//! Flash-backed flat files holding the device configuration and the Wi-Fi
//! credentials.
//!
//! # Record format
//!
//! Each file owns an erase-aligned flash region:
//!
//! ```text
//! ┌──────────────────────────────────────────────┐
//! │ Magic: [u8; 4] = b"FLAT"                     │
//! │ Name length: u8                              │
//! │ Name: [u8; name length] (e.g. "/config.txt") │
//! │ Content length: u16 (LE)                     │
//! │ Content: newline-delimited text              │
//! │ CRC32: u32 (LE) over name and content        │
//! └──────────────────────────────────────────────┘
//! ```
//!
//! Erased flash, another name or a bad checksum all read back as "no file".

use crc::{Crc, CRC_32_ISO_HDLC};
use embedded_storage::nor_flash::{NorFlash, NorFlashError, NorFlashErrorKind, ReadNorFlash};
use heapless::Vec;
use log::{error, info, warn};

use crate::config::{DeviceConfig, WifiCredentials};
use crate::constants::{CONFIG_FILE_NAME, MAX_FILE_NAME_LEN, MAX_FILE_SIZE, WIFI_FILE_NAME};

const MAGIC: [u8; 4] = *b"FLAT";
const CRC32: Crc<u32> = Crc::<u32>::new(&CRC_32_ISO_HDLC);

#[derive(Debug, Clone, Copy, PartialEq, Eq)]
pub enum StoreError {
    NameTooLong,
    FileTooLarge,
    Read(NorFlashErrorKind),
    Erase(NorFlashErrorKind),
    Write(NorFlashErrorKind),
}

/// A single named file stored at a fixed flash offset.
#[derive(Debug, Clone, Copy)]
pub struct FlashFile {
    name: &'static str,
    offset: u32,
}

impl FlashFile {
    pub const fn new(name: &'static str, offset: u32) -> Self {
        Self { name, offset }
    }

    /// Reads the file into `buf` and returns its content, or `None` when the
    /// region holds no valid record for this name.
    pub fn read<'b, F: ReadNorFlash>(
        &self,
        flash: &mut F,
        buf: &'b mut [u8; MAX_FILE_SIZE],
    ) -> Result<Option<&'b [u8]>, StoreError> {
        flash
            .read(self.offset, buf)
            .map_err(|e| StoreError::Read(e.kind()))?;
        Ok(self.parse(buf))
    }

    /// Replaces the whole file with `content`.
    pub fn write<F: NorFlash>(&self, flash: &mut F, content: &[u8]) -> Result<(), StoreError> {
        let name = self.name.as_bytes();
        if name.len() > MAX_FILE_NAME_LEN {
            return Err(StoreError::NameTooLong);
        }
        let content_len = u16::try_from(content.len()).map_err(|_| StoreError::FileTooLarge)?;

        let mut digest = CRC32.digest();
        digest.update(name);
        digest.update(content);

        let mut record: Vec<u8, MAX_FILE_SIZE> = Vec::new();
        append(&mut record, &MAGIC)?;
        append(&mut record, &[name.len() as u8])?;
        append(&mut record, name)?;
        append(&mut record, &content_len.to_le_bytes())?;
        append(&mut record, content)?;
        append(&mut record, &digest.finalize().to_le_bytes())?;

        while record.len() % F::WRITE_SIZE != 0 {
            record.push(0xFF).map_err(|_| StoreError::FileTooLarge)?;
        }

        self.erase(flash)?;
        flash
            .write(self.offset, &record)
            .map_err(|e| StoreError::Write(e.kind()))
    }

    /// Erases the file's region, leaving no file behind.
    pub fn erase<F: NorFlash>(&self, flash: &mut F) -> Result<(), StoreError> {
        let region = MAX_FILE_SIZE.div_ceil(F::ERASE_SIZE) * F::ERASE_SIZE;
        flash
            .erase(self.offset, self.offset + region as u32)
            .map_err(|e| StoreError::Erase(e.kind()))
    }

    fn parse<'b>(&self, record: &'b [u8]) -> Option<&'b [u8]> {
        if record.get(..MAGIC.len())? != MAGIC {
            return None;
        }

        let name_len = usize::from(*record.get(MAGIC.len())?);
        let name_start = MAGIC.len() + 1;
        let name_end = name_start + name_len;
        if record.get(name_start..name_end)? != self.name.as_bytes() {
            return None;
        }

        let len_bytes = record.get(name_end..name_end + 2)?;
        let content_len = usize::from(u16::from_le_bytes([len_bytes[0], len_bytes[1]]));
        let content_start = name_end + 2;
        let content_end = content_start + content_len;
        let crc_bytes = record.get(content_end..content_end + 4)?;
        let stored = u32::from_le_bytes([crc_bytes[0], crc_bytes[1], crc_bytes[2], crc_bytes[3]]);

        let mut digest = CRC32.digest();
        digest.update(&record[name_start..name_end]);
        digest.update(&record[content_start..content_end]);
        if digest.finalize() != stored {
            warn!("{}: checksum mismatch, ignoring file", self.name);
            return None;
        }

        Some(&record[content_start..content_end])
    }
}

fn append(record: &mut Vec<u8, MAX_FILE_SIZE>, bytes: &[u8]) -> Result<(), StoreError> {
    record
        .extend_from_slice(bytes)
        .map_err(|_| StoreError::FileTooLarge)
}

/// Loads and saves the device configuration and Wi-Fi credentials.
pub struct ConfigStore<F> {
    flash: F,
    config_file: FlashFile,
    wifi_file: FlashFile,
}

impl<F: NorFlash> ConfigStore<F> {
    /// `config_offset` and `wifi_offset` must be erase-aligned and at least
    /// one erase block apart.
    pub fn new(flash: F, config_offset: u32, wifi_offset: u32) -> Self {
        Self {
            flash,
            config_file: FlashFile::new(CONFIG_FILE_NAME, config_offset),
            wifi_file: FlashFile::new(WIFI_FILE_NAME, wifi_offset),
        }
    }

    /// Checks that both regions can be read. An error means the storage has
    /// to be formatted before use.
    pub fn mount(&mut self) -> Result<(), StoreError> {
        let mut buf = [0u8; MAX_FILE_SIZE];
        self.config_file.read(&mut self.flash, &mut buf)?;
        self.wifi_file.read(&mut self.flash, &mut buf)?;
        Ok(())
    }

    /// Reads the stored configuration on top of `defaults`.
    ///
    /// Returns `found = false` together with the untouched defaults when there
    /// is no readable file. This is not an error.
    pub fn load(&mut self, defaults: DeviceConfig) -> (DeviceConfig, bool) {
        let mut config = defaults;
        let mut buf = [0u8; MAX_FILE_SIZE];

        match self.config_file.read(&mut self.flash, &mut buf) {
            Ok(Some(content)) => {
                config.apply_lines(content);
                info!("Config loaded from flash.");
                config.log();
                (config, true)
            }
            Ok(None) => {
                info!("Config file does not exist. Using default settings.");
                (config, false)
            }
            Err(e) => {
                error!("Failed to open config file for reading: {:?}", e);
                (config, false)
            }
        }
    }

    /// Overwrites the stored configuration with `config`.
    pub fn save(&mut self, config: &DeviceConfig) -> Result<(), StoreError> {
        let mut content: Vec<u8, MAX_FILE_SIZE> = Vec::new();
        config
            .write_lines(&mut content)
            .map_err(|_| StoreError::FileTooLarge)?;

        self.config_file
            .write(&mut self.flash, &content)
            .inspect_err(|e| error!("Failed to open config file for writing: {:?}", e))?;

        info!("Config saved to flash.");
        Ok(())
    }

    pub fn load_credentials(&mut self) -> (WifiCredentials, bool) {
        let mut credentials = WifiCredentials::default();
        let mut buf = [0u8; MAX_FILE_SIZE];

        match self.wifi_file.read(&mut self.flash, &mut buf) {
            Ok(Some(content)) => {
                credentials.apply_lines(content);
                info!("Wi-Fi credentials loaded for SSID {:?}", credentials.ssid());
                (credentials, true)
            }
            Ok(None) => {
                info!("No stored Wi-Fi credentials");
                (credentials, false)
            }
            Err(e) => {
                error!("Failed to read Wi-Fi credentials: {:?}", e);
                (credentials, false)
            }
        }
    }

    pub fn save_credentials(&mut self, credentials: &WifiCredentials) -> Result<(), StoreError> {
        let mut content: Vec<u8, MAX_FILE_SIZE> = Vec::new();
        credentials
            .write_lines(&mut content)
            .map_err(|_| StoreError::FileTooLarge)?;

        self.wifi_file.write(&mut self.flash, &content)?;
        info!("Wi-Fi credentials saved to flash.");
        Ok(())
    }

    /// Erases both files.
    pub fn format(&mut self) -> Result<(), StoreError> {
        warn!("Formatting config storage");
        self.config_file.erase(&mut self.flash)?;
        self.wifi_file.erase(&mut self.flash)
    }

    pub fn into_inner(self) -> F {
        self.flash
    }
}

________________

Look through the listing above, please, and state how many lines hold the word "WifiCredentials"; the number alone is the answer.

4